What needs to be done – Check which lines in the records hold "literal" and report how many there are, with no other text.
----------
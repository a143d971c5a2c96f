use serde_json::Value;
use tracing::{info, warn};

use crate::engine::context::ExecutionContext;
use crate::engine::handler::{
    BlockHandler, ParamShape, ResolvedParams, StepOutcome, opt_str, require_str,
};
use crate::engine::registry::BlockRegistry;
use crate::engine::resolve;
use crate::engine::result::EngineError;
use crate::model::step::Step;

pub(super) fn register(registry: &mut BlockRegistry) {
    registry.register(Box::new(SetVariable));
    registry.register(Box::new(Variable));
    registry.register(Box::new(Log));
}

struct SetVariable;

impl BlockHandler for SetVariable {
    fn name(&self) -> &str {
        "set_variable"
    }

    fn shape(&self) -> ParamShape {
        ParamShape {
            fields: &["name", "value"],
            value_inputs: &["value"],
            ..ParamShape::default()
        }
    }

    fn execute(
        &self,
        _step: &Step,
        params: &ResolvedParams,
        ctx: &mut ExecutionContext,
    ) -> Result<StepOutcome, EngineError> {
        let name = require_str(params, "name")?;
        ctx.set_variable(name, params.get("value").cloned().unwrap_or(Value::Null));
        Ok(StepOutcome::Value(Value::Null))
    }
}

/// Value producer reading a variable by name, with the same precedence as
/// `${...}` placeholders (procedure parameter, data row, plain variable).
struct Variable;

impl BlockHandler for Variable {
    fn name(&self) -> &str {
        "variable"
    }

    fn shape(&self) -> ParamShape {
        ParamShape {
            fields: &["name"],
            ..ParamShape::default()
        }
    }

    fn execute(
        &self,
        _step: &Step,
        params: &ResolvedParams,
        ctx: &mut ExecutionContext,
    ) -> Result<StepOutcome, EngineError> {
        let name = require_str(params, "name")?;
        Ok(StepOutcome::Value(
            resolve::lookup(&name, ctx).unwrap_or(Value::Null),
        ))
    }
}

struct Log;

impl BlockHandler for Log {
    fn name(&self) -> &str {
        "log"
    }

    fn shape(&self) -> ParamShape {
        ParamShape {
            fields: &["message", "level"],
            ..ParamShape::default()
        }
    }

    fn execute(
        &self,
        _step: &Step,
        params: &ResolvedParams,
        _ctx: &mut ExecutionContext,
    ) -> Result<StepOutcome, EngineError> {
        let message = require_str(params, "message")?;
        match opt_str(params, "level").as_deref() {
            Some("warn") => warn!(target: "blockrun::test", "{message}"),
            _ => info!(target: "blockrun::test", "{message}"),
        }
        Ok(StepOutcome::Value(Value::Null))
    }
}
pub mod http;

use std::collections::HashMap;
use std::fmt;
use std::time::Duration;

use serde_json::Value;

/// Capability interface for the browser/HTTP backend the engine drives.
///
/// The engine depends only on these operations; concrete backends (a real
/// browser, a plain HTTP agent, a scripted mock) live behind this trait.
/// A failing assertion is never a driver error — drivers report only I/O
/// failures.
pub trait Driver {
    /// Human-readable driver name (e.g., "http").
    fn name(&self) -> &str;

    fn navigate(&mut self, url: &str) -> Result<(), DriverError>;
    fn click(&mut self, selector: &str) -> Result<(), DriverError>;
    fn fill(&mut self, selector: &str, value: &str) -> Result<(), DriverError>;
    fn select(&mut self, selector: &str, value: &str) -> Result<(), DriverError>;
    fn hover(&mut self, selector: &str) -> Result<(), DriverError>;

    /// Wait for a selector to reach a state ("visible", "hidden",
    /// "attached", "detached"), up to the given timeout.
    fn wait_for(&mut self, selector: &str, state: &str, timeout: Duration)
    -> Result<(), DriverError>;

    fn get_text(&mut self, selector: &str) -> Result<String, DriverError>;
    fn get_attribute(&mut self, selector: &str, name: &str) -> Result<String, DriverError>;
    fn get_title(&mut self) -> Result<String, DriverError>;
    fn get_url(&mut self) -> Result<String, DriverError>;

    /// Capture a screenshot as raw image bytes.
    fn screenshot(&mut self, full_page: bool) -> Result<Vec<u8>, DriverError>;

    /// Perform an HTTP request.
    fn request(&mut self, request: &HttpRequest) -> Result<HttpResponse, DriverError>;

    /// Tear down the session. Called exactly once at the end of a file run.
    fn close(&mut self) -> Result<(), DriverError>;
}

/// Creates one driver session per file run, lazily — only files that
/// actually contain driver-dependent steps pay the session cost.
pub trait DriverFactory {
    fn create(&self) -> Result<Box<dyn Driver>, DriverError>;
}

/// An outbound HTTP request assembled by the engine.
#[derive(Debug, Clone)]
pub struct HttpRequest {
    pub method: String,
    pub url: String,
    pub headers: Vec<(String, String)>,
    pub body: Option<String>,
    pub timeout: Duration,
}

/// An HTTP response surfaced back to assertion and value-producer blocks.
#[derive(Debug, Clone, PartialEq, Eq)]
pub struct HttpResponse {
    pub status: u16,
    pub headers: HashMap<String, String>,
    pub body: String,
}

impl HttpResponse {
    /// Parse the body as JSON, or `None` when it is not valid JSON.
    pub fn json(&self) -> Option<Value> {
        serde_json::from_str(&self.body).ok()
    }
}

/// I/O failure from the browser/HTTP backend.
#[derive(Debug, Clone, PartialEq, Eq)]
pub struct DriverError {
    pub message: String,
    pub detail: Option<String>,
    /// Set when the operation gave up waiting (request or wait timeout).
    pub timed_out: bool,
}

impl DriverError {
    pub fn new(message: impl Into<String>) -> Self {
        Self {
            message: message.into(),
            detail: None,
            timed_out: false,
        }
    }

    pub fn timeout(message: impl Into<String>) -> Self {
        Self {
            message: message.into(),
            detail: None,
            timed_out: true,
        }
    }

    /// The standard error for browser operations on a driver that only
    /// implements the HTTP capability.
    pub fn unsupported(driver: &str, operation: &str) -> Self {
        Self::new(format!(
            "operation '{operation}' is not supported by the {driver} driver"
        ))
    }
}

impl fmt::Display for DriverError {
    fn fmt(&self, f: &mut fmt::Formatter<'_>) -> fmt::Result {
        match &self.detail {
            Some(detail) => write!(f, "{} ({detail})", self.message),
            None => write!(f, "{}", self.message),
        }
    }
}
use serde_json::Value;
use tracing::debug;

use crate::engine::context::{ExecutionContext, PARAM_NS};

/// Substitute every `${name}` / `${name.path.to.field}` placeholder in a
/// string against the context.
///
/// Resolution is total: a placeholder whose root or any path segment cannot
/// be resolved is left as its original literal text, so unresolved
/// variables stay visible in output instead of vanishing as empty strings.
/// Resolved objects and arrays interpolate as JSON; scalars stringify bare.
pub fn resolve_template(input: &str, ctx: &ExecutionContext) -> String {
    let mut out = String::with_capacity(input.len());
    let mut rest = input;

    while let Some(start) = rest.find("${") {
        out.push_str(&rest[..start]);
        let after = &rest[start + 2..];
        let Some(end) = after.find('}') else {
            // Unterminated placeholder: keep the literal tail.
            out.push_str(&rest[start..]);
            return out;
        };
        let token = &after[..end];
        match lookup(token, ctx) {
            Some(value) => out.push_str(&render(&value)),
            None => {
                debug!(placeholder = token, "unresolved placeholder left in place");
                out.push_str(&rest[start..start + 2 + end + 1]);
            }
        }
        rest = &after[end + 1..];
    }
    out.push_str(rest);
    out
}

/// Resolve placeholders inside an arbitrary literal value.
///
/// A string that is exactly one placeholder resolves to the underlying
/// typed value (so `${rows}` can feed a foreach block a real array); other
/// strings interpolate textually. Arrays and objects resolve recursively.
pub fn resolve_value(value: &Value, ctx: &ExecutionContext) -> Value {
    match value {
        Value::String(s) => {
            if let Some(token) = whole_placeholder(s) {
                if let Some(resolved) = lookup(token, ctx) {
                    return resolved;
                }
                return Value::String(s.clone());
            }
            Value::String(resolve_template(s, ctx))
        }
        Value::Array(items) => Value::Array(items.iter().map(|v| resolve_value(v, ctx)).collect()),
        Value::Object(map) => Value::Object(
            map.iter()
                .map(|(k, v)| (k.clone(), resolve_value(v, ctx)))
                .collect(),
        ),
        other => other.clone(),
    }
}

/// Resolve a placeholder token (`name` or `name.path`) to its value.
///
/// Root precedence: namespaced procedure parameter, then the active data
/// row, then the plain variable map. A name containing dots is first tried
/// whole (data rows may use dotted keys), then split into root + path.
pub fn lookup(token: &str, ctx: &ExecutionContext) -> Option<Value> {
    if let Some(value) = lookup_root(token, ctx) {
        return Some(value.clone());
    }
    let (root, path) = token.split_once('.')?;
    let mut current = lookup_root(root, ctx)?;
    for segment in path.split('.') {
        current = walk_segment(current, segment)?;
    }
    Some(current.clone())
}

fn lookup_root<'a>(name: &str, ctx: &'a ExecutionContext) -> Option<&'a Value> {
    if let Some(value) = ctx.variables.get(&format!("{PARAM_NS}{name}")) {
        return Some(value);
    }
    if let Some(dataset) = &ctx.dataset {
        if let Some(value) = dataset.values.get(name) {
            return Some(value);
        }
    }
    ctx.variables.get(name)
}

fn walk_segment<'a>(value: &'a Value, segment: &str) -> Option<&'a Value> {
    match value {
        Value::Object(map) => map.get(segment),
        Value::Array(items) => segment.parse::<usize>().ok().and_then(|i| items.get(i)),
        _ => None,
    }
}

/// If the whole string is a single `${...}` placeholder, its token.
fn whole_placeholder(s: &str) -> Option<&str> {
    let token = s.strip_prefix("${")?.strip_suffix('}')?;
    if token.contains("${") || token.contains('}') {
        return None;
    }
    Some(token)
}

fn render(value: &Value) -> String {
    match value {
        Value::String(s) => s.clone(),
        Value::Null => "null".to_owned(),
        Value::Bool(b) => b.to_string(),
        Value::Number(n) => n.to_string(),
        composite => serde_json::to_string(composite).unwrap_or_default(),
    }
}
----------
Result – 3